*Assignment*.
Collect the lines of the entries where "outside" shows up.

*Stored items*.
● ● ● ●

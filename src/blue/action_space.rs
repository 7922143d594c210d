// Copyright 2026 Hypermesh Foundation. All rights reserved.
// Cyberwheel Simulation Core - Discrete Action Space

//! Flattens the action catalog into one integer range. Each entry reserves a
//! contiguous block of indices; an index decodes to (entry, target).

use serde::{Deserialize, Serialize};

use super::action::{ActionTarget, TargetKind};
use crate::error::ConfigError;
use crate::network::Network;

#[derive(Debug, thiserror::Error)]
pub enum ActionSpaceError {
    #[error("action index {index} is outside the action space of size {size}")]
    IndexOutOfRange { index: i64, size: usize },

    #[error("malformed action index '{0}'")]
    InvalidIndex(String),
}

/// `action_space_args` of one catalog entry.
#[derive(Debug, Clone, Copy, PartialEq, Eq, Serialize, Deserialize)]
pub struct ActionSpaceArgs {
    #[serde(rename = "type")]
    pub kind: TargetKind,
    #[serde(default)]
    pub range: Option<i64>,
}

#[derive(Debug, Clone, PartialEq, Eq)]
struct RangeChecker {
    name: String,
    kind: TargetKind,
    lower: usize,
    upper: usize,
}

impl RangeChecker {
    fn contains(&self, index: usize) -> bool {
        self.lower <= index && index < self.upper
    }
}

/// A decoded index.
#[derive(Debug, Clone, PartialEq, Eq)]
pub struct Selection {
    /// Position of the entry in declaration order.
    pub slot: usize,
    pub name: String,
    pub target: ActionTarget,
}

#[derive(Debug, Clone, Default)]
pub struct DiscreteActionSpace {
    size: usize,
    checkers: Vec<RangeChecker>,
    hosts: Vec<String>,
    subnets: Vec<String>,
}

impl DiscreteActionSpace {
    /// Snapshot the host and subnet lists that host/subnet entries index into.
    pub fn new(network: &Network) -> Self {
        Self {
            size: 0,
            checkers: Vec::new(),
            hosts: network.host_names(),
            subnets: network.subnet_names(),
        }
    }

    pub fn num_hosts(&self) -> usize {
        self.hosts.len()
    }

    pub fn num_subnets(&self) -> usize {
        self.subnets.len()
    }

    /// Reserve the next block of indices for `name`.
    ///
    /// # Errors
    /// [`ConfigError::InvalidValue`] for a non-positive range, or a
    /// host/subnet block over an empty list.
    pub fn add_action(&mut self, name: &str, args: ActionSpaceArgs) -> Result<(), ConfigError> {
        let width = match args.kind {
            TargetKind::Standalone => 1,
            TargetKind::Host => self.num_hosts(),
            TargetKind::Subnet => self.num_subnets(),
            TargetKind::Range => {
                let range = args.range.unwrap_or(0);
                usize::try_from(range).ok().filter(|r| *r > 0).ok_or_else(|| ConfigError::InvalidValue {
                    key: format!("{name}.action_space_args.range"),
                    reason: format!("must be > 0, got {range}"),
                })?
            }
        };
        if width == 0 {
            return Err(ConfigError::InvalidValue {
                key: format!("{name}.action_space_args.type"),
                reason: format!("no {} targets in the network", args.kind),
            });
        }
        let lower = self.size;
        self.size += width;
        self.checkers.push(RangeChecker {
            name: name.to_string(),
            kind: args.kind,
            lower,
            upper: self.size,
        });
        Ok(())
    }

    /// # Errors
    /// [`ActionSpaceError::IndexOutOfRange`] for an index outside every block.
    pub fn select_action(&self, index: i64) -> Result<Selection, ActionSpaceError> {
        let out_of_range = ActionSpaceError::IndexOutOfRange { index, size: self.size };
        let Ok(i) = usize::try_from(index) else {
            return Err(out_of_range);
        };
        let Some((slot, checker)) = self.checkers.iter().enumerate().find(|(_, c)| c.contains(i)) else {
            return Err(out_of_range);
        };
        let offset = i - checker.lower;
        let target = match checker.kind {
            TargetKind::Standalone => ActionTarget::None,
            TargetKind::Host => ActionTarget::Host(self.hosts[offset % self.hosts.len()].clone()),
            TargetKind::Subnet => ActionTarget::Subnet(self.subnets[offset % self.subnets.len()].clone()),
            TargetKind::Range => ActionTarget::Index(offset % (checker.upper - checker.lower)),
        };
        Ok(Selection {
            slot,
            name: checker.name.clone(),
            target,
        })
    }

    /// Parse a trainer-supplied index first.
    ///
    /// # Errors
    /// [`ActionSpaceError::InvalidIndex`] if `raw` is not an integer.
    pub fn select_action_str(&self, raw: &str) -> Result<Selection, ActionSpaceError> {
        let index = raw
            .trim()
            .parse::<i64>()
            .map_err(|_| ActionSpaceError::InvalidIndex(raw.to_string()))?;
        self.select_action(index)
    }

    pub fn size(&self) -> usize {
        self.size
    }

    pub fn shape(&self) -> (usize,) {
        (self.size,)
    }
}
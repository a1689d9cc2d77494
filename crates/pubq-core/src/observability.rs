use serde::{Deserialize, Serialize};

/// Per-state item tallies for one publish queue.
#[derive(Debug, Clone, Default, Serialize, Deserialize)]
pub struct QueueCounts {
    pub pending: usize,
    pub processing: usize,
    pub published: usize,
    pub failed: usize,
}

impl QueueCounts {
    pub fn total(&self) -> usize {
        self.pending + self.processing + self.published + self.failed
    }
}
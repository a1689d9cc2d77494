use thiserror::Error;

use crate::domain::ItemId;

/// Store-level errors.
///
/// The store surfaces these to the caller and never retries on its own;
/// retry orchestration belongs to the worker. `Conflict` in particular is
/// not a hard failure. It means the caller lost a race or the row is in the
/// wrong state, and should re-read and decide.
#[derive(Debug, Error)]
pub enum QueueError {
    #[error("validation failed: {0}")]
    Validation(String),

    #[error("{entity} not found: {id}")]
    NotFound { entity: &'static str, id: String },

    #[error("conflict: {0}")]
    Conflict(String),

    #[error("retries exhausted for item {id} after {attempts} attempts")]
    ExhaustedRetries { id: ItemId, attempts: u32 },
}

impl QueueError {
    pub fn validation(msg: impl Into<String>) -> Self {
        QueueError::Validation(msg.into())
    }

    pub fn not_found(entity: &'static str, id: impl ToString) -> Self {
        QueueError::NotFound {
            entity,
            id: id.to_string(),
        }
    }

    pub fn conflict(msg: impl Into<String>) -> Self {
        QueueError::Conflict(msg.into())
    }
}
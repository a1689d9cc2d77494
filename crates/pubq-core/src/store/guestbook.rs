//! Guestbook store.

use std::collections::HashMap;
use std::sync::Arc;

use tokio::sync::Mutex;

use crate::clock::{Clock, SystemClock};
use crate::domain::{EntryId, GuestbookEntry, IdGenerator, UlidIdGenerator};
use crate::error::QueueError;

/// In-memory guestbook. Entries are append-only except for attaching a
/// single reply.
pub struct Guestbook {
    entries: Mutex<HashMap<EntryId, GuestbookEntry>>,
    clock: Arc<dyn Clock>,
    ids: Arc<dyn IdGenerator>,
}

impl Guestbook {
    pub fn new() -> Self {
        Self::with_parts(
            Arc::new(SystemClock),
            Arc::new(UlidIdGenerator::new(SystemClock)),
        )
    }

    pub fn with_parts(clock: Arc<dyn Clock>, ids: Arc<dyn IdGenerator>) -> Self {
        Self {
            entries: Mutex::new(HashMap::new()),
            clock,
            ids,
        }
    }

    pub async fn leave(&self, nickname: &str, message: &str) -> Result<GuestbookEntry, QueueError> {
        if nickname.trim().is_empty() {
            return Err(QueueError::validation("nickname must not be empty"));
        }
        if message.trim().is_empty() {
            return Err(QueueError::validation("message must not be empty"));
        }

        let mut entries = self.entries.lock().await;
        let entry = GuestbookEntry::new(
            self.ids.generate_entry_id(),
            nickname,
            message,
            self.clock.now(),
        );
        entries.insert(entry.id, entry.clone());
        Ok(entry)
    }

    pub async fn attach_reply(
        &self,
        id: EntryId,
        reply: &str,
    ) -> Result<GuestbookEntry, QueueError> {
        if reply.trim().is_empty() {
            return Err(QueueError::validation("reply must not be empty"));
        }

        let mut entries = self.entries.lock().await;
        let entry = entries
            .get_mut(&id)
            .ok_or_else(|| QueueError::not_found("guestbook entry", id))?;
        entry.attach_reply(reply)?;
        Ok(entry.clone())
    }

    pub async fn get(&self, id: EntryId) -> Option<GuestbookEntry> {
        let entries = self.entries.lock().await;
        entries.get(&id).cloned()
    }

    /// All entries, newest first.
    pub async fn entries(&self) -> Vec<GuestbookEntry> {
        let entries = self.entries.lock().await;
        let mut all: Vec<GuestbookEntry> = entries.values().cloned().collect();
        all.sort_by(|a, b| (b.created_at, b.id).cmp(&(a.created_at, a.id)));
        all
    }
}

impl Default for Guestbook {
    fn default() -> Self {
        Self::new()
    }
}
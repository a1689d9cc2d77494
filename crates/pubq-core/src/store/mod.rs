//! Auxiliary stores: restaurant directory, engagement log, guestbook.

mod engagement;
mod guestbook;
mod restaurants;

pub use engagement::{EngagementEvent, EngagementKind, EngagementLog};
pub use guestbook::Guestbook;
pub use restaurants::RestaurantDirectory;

● ● ● ●

*Result*.
    #[error("action index {index} is outside the action space of size {size}")]
    /// [`ActionSpaceError::IndexOutOfRange`] for an index outside every block.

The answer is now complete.